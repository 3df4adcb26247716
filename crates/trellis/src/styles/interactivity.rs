//! Tooltip and cursor translation.

use trellis_core::{
    source::{CursorType, InteractivityStyle},
    target::{PredefinedCursor, Shape},
};

/// Sets the tooltip and cursor of a shape. Empty tooltips and cursors without a
/// predefined counterpart leave the shape unchanged.
pub fn apply_interactivity(shape: &mut Shape, style: &InteractivityStyle) {
    if let Some(tooltip) = style.tooltip.as_deref().filter(|t| !t.is_empty()) {
        shape.set_tooltip(tooltip);
    }

    if let Some(cursor) = style.cursor.and_then(translate_cursor) {
        shape.set_cursor(cursor);
    }
}

/// Maps a source cursor to a predefined target cursor.
///
/// # Examples
///
/// ```
/// # use trellis::styles::interactivity::translate_cursor;
/// # use trellis_core::{source::CursorType, target::PredefinedCursor};
/// assert_eq!(translate_cursor(CursorType::WaitCursor), Some(PredefinedCursor::Wait));
/// assert_eq!(translate_cursor(CursorType::Copy), None);
/// ```
pub fn translate_cursor(cursor: CursorType) -> Option<PredefinedCursor> {
    let cursor = match cursor {
        CursorType::Default
        | CursorType::Alias
        | CursorType::Cell
        | CursorType::Copy
        | CursorType::NoDrop
        | CursorType::VText
        | CursorType::Custom => return None,
        CursorType::AppStarting => PredefinedCursor::AppStarting,
        CursorType::Arrow => PredefinedCursor::Arrow,
        CursorType::Cross => PredefinedCursor::Cross,
        CursorType::Hand => PredefinedCursor::Hand,
        CursorType::Help => PredefinedCursor::Help,
        CursorType::HSplit => PredefinedCursor::HSplit,
        CursorType::IBeam => PredefinedCursor::IBeam,
        CursorType::No => PredefinedCursor::No,
        CursorType::NoMove2D => PredefinedCursor::NoMove2D,
        CursorType::NoMoveHoriz => PredefinedCursor::NoMoveH,
        CursorType::NoMoveVert => PredefinedCursor::NoMoveV,
        CursorType::PanEast => PredefinedCursor::PanEast,
        CursorType::PanNE => PredefinedCursor::PanNorthEast,
        CursorType::PanNorth => PredefinedCursor::PanNorth,
        CursorType::PanNW => PredefinedCursor::PanNorthWest,
        CursorType::PanSE => PredefinedCursor::PanSouthEast,
        CursorType::PanSouth => PredefinedCursor::PanSouth,
        CursorType::PanSW => PredefinedCursor::PanSouthWest,
        CursorType::PanWest => PredefinedCursor::PanWest,
        CursorType::SizeAll => PredefinedCursor::SizeAll,
        CursorType::SizeNESW => PredefinedCursor::SizeNESW,
        CursorType::SizeNS => PredefinedCursor::SizeNS,
        CursorType::SizeNWSE => PredefinedCursor::SizeNWSE,
        CursorType::SizeWE => PredefinedCursor::SizeWE,
        CursorType::UpArrow => PredefinedCursor::UpArrow,
        CursorType::VSplit => PredefinedCursor::VSplit,
        CursorType::WaitCursor => PredefinedCursor::Wait,
    };
    Some(cursor)
}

:::

- [WORK TASK] Write down all of the records again, word for word.

- [EXERCISE RESPONSE]
repository 3df4adcb26247716
filename crates/trellis/src/styles/interactivity.rs
//! Tooltip and cursor translation.

use trellis_core::{
    source::{CursorType, InteractivityStyle},
    target::{PredefinedCursor, Shape},
};

/// Sets the tooltip and cursor of a shape. Empty tooltips and cursors without a
/// predefined counterpart leave the shape unchanged.
pub fn apply_interactivity(shape: &mut Shape, style: &InteractivityStyle) {
    if let Some(tooltip) = style.tooltip.as_deref().filter(|t| !t.is_empty()) {
        shape.set_tooltip(tooltip);
    }

    if let Some(cursor) = style.cursor.and_then(translate_cursor) {
        shape.set_cursor(cursor);
    }
}

/// Maps a source cursor to a predefined target cursor.
///
/// # Examples
///
/// ```
/// # use trellis::styles::interactivity::translate_cursor;
/// # use trellis_core::{source::CursorType, target::PredefinedCursor};
/// assert_eq!(translate_cursor(CursorType::WaitCursor), Some(PredefinedCursor::Wait));
/// assert_eq!(translate_cursor(CursorType::Copy), None);
/// ```
pub fn translate_cursor(cursor: CursorType) -> Option<PredefinedCursor> {
    let cursor = match cursor {
        CursorType::Default
        | CursorType::Alias
        | CursorType::Cell
        | CursorType::Copy
        | CursorType::NoDrop
        | CursorType::VText
        | CursorType::Custom => return None,
        CursorType::AppStarting => PredefinedCursor::AppStarting,
        CursorType::Arrow => PredefinedCursor::Arrow,
        CursorType::Cross => PredefinedCursor::Cross,
        CursorType::Hand => PredefinedCursor::Hand,
        CursorType::Help => PredefinedCursor::Help,
        CursorType::HSplit => PredefinedCursor::HSplit,
        CursorType::IBeam => PredefinedCursor::IBeam,
        CursorType::No => PredefinedCursor::No,
        CursorType::NoMove2D => PredefinedCursor::NoMove2D,
        CursorType::NoMoveHoriz => PredefinedCursor::NoMoveH,
        CursorType::NoMoveVert => PredefinedCursor::NoMoveV,
        CursorType::PanEast => PredefinedCursor::PanEast,
        CursorType::PanNE => PredefinedCursor::PanNorthEast,
        CursorType::PanNorth => PredefinedCursor::PanNorth,
        CursorType::PanNW => PredefinedCursor::PanNorthWest,
        CursorType::PanSE => PredefinedCursor::PanSouthEast,
        CursorType::PanSouth => PredefinedCursor::PanSouth,
        CursorType::PanSW => PredefinedCursor::PanSouthWest,
        CursorType::PanWest => PredefinedCursor::PanWest,
        CursorType::SizeAll => PredefinedCursor::SizeAll,
        CursorType::SizeNESW => PredefinedCursor::SizeNESW,
        CursorType::SizeNS => PredefinedCursor::SizeNS,
        CursorType::SizeNWSE => PredefinedCursor::SizeNWSE,
        CursorType::SizeWE => PredefinedCursor::SizeWE,
        CursorType::UpArrow => PredefinedCursor::UpArrow,
        CursorType::VSplit => PredefinedCursor::VSplit,
        CursorType::WaitCursor => PredefinedCursor::Wait,
    };
    Some(cursor)
}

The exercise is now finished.